▶ [Exercise aim] Every record shown below is to be output exactly.

▶ [Dataset entries]
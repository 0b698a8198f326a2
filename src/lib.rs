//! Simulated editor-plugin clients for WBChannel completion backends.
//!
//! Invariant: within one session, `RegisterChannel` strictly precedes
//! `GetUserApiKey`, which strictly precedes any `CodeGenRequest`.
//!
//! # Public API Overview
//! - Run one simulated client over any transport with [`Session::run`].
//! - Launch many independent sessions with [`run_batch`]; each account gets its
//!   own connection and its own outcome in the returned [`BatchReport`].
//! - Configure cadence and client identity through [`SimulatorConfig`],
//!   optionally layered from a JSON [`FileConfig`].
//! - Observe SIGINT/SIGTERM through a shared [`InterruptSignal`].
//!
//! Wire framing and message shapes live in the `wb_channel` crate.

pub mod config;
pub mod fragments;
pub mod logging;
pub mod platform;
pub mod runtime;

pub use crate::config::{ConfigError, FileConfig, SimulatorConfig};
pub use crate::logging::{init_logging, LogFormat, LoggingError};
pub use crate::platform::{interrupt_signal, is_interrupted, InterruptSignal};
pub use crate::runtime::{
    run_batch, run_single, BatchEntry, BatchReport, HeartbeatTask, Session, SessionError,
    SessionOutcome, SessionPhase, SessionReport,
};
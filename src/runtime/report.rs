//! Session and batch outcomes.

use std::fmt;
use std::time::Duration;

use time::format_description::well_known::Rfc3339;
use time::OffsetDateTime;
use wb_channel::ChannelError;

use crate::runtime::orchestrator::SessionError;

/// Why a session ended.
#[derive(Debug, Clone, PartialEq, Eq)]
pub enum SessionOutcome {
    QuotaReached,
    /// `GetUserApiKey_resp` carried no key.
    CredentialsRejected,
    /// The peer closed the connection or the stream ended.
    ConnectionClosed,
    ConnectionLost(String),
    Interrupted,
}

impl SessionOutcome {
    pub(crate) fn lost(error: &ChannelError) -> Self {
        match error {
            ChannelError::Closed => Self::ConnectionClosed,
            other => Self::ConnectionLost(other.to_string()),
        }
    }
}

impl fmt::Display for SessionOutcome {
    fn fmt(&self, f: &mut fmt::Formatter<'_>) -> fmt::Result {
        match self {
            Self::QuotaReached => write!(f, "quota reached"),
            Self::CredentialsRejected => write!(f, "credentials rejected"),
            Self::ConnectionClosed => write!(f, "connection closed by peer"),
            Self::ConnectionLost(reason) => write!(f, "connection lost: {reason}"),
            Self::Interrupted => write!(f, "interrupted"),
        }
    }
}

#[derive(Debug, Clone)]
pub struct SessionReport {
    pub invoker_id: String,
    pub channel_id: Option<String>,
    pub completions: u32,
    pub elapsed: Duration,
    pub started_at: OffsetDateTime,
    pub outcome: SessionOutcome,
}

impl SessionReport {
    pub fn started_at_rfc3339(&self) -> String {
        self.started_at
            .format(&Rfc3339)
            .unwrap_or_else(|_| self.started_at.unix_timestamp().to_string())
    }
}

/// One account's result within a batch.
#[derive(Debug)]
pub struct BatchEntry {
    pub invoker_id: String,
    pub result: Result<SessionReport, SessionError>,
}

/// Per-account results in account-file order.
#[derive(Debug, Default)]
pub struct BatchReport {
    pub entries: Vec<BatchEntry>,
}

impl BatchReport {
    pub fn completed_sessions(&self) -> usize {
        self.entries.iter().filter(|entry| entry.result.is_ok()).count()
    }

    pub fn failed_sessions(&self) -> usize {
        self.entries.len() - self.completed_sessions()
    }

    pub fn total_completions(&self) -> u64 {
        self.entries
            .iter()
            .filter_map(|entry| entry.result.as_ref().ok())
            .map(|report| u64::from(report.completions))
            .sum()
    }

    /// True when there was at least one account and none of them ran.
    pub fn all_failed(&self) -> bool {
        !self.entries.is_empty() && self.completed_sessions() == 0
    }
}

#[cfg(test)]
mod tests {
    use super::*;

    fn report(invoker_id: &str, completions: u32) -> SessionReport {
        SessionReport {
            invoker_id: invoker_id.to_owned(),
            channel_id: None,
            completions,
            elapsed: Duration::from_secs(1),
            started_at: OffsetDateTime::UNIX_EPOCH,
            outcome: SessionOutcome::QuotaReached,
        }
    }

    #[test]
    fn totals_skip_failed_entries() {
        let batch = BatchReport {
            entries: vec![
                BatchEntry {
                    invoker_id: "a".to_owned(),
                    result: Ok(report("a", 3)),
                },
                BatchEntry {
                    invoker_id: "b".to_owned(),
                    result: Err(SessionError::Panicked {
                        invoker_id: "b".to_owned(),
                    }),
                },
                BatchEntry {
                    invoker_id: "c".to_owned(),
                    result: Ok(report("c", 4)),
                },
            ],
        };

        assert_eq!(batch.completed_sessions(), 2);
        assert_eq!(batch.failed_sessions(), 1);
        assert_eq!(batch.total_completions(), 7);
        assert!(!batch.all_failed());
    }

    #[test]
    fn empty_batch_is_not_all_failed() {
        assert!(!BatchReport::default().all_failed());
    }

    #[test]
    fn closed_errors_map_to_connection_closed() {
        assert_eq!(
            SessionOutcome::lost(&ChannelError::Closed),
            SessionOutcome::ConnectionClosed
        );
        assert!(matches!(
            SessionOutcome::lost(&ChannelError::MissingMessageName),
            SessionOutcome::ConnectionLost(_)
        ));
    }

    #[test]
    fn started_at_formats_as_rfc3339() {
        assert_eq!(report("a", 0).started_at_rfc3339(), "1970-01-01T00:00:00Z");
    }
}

▶ [Finished exercise]
repository 0b698a8198f326a2
filename src/lib.rs
//! Simulated editor-plugin clients for WBChannel completion backends.
//!
//! Invariant: within one session, `RegisterChannel` strictly precedes
//! `GetUserApiKey`, which strictly precedes any `CodeGenRequest`.
//!
//! # Public API Overview
//! - Run one simulated client over any transport with [`Session::run`].
//! - Launch many independent sessions with [`run_batch`]; each account gets its
//!   own connection and its own outcome in the returned [`BatchReport`].
//! - Configure cadence and client identity through [`SimulatorConfig`],
//!   optionally layered from a JSON [`FileConfig`].
//! - Observe SIGINT/SIGTERM through a shared [`InterruptSignal`].
//!
//! Wire framing and message shapes live in the `wb_channel` crate.

pub mod config;
pub mod fragments;
pub mod logging;
pub mod platform;
pub mod runtime;

pub use crate::config::{ConfigError, FileConfig, SimulatorConfig};
pub use crate::logging::{init_logging, LogFormat, LoggingError};
pub use crate::platform::{interrupt_signal, is_interrupted, InterruptSignal};
pub use crate::runtime::{
    run_batch, run_single, BatchEntry, BatchReport, HeartbeatTask, Session, SessionError,
    SessionOutcome, SessionPhase, SessionReport,
};
filename src/runtime/report.rs
//! Session and batch outcomes.

use std::fmt;
use std::time::Duration;

use time::format_description::well_known::Rfc3339;
use time::OffsetDateTime;
use wb_channel::ChannelError;

use crate::runtime::orchestrator::SessionError;

/// Why a session ended.
#[derive(Debug, Clone, PartialEq, Eq)]
pub enum SessionOutcome {
    QuotaReached,
    /// `GetUserApiKey_resp` carried no key.
    CredentialsRejected,
    /// The peer closed the connection or the stream ended.
    ConnectionClosed,
    ConnectionLost(String),
    Interrupted,
}

impl SessionOutcome {
    pub(crate) fn lost(error: &ChannelError) -> Self {
        match error {
            ChannelError::Closed => Self::ConnectionClosed,
            other => Self::ConnectionLost(other.to_string()),
        }
    }
}

impl fmt::Display for SessionOutcome {
    fn fmt(&self, f: &mut fmt::Formatter<'_>) -> fmt::Result {
        match self {
            Self::QuotaReached => write!(f, "quota reached"),
            Self::CredentialsRejected => write!(f, "credentials rejected"),
            Self::ConnectionClosed => write!(f, "connection closed by peer"),
            Self::ConnectionLost(reason) => write!(f, "connection lost: {reason}"),
            Self::Interrupted => write!(f, "interrupted"),
        }
    }
}

#[derive(Debug, Clone)]
pub struct SessionReport {
    pub invoker_id: String,
    pub channel_id: Option<String>,
    pub completions: u32,
    pub elapsed: Duration,
    pub started_at: OffsetDateTime,
    pub outcome: SessionOutcome,
}

impl SessionReport {
    pub fn started_at_rfc3339(&self) -> String {
        self.started_at
            .format(&Rfc3339)
            .unwrap_or_else(|_| self.started_at.unix_timestamp().to_string())
    }
}

/// One account's result within a batch.
#[derive(Debug)]
pub struct BatchEntry {
    pub invoker_id: String,
    pub result: Result<SessionReport, SessionError>,
}

/// Per-account results in account-file order.
#[derive(Debug, Default)]
pub struct BatchReport {
    pub entries: Vec<BatchEntry>,
}

impl BatchReport {
    pub fn completed_sessions(&self) -> usize {
        self.entries.iter().filter(|entry| entry.result.is_ok()).count()
    }

    pub fn failed_sessions(&self) -> usize {
        self.entries.len() - self.completed_sessions()
    }

    pub fn total_completions(&self) -> u64 {
        self.entries
            .iter()
            .filter_map(|entry| entry.result.as_ref().ok())
            .map(|report| u64::from(report.completions))
            .sum()
    }

    /// True when there was at least one account and none of them ran.
    pub fn all_failed(&self) -> bool {
        !self.entries.is_empty() && self.completed_sessions() == 0
    }
}

#[cfg(test)]
mod tests {
    use super::*;

    fn report(invoker_id: &str, completions: u32) -> SessionReport {
        SessionReport {
            invoker_id: invoker_id.to_owned(),
            channel_id: None,
            completions,
            elapsed: Duration::from_secs(1),
            started_at: OffsetDateTime::UNIX_EPOCH,
            outcome: SessionOutcome::QuotaReached,
        }
    }

    #[test]
    fn totals_skip_failed_entries() {
        let batch = BatchReport {
            entries: vec![
                BatchEntry {
                    invoker_id: "a".to_owned(),
                    result: Ok(report("a", 3)),
                },
                BatchEntry {
                    invoker_id: "b".to_owned(),
                    result: Err(SessionError::Panicked {
                        invoker_id: "b".to_owned(),
                    }),
                },
                BatchEntry {
                    invoker_id: "c".to_owned(),
                    result: Ok(report("c", 4)),
                },
            ],
        };

        assert_eq!(batch.completed_sessions(), 2);
        assert_eq!(batch.failed_sessions(), 1);
        assert_eq!(batch.total_completions(), 7);
        assert!(!batch.all_failed());
    }

    #[test]
    fn empty_batch_is_not_all_failed() {
        assert!(!BatchReport::default().all_failed());
    }

    #[test]
    fn closed_errors_map_to_connection_closed() {
        assert_eq!(
            SessionOutcome::lost(&ChannelError::Closed),
            SessionOutcome::ConnectionClosed
        );
        assert!(matches!(
            SessionOutcome::lost(&ChannelError::MissingMessageName),
            SessionOutcome::ConnectionLost(_)
        ));
    }

    #[test]
    fn started_at_formats_as_rfc3339() {
        assert_eq!(report("a", 0).started_at_rfc3339(), "1970-01-01T00:00:00Z");
    }
}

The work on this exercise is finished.